**Data in this exercise**

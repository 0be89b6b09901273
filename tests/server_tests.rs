//! HTTP API tests against the real router on an ephemeral port.

use autotranslate::client::ApiClient;
use autotranslate::error::{AutotranslateError, ErrorKind};
use autotranslate::server::{router, AppState};
use autotranslate::translate::mock::{MockMode, MockProvider};
use autotranslate::translate::{AutomaticTranslator, Provider, TranslationOptions};
use serde_json::{json, Value};
use std::sync::Arc;

struct TestServer {
    url: String,
    first: Arc<MockProvider>,
    second: Arc<MockProvider>,
}

async fn start(first_mode: MockMode) -> TestServer {
    let first = Arc::new(MockProvider::new("Alpha", first_mode));
    let second = Arc::new(MockProvider::new("Beta", MockMode::Suffix));
    let translator = AutomaticTranslator::new(vec![
        Arc::clone(&first) as Arc<dyn Provider>,
        Arc::clone(&second) as Arc<dyn Provider>,
    ]);

    let app = router(AppState::new(Arc::new(translator)).with_concurrency(2));
    let listener = tokio::net::TcpListener::bind("127.0.0.1:0").await.unwrap();
    let addr = listener.local_addr().unwrap();
    tokio::spawn(async move {
        axum::serve(listener, app).await.unwrap();
    });

    TestServer {
        url: format!("http://{}", addr),
        first,
        second,
    }
}

async fn post(url: &str, body: Value) -> (u16, Value) {
    let response = reqwest::Client::new()
        .post(url)
        .json(&body)
        .send()
        .await
        .unwrap();
    let status = response.status().as_u16();
    (status, response.json().await.unwrap())
}

// ============================================================================
// Routes
// ============================================================================

mod route_tests {
    use super::*;

    #[tokio::test]
    async fn test_health() {
        let server = start(MockMode::Suffix).await;
        let body: Value = reqwest::get(format!("{}/health", server.url))
            .await
            .unwrap()
            .json()
            .await
            .unwrap();

        assert_eq!(body["status"], "ok");
        assert_eq!(body["providers"], json!(["Alpha", "Beta"]));
        let timestamp = body["timestamp"].as_str().unwrap();
        assert!(chrono::DateTime::parse_from_rfc3339(timestamp).is_ok());
    }

    #[tokio::test]
    async fn test_translate() {
        let server = start(MockMode::Suffix).await;
        let (status, body) = post(
            &format!("{}/translate", server.url),
            json!({"text": "Hello", "targetLanguage": "es", "chunkSize": "50"}),
        )
        .await;

        assert_eq!(status, 200);
        assert_eq!(
            body,
            json!({"success": true, "translatedText": "Hello_es", "provider": "Alpha", "chunks": 1})
        );
    }

    #[tokio::test]
    async fn test_translate_validation() {
        let server = start(MockMode::Suffix).await;
        let url = format!("{}/translate", server.url);

        let (status, body) = post(&url, json!({"targetLanguage": "es"})).await;
        assert_eq!(status, 400);
        assert_eq!(body["error"], "Text is required and must be a string");

        let (status, body) = post(&url, json!({"text": 42, "targetLanguage": "es"})).await;
        assert_eq!(status, 400);
        assert_eq!(body["error"], "Text is required and must be a string");

        let (status, body) = post(&url, json!({"text": "Hello"})).await;
        assert_eq!(status, 400);
        assert_eq!(body["error"], "targetLanguage is required and must be a string");

        assert_eq!(server.first.calls(), 0);
    }

    #[tokio::test]
    async fn test_translate_failure_is_500() {
        let server = start(MockMode::Suffix).await;
        server.first.set_available(false);
        server.second.set_available(false);

        let (status, body) = post(
            &format!("{}/translate", server.url),
            json!({"text": "Hello", "targetLanguage": "es"}),
        )
        .await;

        assert_eq!(status, 500);
        assert_eq!(body["success"], false);
        assert!(body["error"]
            .as_str()
            .unwrap()
            .starts_with("All translation providers failed"));
    }

    #[tokio::test]
    async fn test_unknown_provider_is_400() {
        let server = start(MockMode::Suffix).await;
        let (status, body) = post(
            &format!("{}/translate", server.url),
            json!({"text": "Hello", "targetLanguage": "es", "provider": "Nonexistent"}),
        )
        .await;

        assert_eq!(status, 400);
        assert_eq!(
            body["error"],
            "Provider \"Nonexistent\" not found. Available providers: Alpha, Beta"
        );
    }

    #[tokio::test]
    async fn test_batch() {
        let server = start(MockMode::Suffix).await;
        let url = format!("{}/translate/batch", server.url);

        let (status, body) = post(
            &url,
            json!({"texts": ["one", "two"], "targetLanguage": "fr"}),
        )
        .await;
        assert_eq!(status, 200);
        assert_eq!(body["success"], true);
        assert_eq!(body["results"][0]["translatedText"], "one_fr");
        assert_eq!(body["results"][1]["translatedText"], "two_fr");

        let (status, body) = post(&url, json!({"texts": "one", "targetLanguage": "fr"})).await;
        assert_eq!(status, 400);
        assert_eq!(body["error"], "texts must be an array of strings");

        let (status, _) = post(&url, json!({"texts": ["one", 2], "targetLanguage": "fr"})).await;
        assert_eq!(status, 400);
    }

    #[tokio::test]
    async fn test_reset_and_listing() {
        let server = start(MockMode::Fail(ErrorKind::RateLimit)).await;

        let (status, _) = post(
            &format!("{}/translate", server.url),
            json!({"text": "Hello", "targetLanguage": "es"}),
        )
        .await;
        assert_eq!(status, 200);

        let all: Value = reqwest::get(format!("{}/providers/all", server.url))
            .await
            .unwrap()
            .json()
            .await
            .unwrap();
        assert_eq!(all["total"], 2);
        assert_eq!(all["available"], 1);
        assert_eq!(all["providers"][0], json!({"name": "Alpha", "available": false}));

        let (status, body) = post(&format!("{}/providers/reset", server.url), json!({})).await;
        assert_eq!(status, 200);
        assert_eq!(body["success"], true);
        assert_eq!(body["message"], "Providers reset successfully");
        assert_eq!(body["providers"], json!(["Beta"]));
    }
}

// ============================================================================
// ApiClient against the running server
// ============================================================================

mod client_tests {
    use super::*;

    #[tokio::test]
    async fn test_client_translate_with_provider() {
        let server = start(MockMode::Suffix).await;
        let client = ApiClient::new(&server.url);

        let result = client
            .translate("Hello", &TranslationOptions::new("de").with_provider("beta"))
            .await
            .unwrap();

        assert_eq!(result.translated_text, "Hello_de");
        assert_eq!(result.provider, "Beta");
        assert_eq!(server.first.calls(), 0);
    }

    #[tokio::test]
    async fn test_client_surfaces_server_error() {
        let server = start(MockMode::Suffix).await;
        let client = ApiClient::new(&server.url);

        let err = client
            .translate("Hello", &TranslationOptions::new("de").with_provider("Gamma"))
            .await
            .unwrap_err();

        match err {
            AutotranslateError::Api(message) => {
                assert!(message.starts_with("Provider \"Gamma\" not found"));
            }
            other => panic!("expected API error, got {other:?}"),
        }
    }

    #[tokio::test]
    async fn test_client_listing_and_reset() {
        let server = start(MockMode::Suffix).await;
        server.second.set_available(false);
        let client = ApiClient::new(format!("{}/", server.url));

        assert_eq!(client.list_available().await.unwrap(), vec!["Alpha".to_string()]);

        let all = client.list_all().await.unwrap();
        assert_eq!(all.total, 2);
        assert_eq!(all.available, 1);
        assert!(!all.providers[1].available);

        assert_eq!(client.reset().await.unwrap(), vec!["Alpha".to_string()]);
    }

    #[tokio::test]
    async fn test_client_connection_refused() {
        let client = ApiClient::new("http://127.0.0.1:9");
        let err = client.list_available().await.unwrap_err();
        assert!(matches!(err, AutotranslateError::Http(_)));
    }
}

**Task requirements**
Return a word-for-word copy of the lines from the beginning of the listing to the line holding "async fn post(url: &str, body: Value)", both kept.

**Result below**
repository 0be89b6b09901273
filename tests/server_tests.rs
//! HTTP API tests against the real router on an ephemeral port.

use autotranslate::client::ApiClient;
use autotranslate::error::{AutotranslateError, ErrorKind};
use autotranslate::server::{router, AppState};
use autotranslate::translate::mock::{MockMode, MockProvider};
use autotranslate::translate::{AutomaticTranslator, Provider, TranslationOptions};
use serde_json::{json, Value};
use std::sync::Arc;

struct TestServer {
    url: String,
    first: Arc<MockProvider>,
    second: Arc<MockProvider>,
}

async fn start(first_mode: MockMode) -> TestServer {
    let first = Arc::new(MockProvider::new("Alpha", first_mode));
    let second = Arc::new(MockProvider::new("Beta", MockMode::Suffix));
    let translator = AutomaticTranslator::new(vec![
        Arc::clone(&first) as Arc<dyn Provider>,
        Arc::clone(&second) as Arc<dyn Provider>,
    ]);

    let app = router(AppState::new(Arc::new(translator)).with_concurrency(2));
    let listener = tokio::net::TcpListener::bind("127.0.0.1:0").await.unwrap();
    let addr = listener.local_addr().unwrap();
    tokio::spawn(async move {
        axum::serve(listener, app).await.unwrap();
    });

    TestServer {
        url: format!("http://{}", addr),
        first,
        second,
    }
}

async fn post(url: &str, body: Value) -> (u16, Value) {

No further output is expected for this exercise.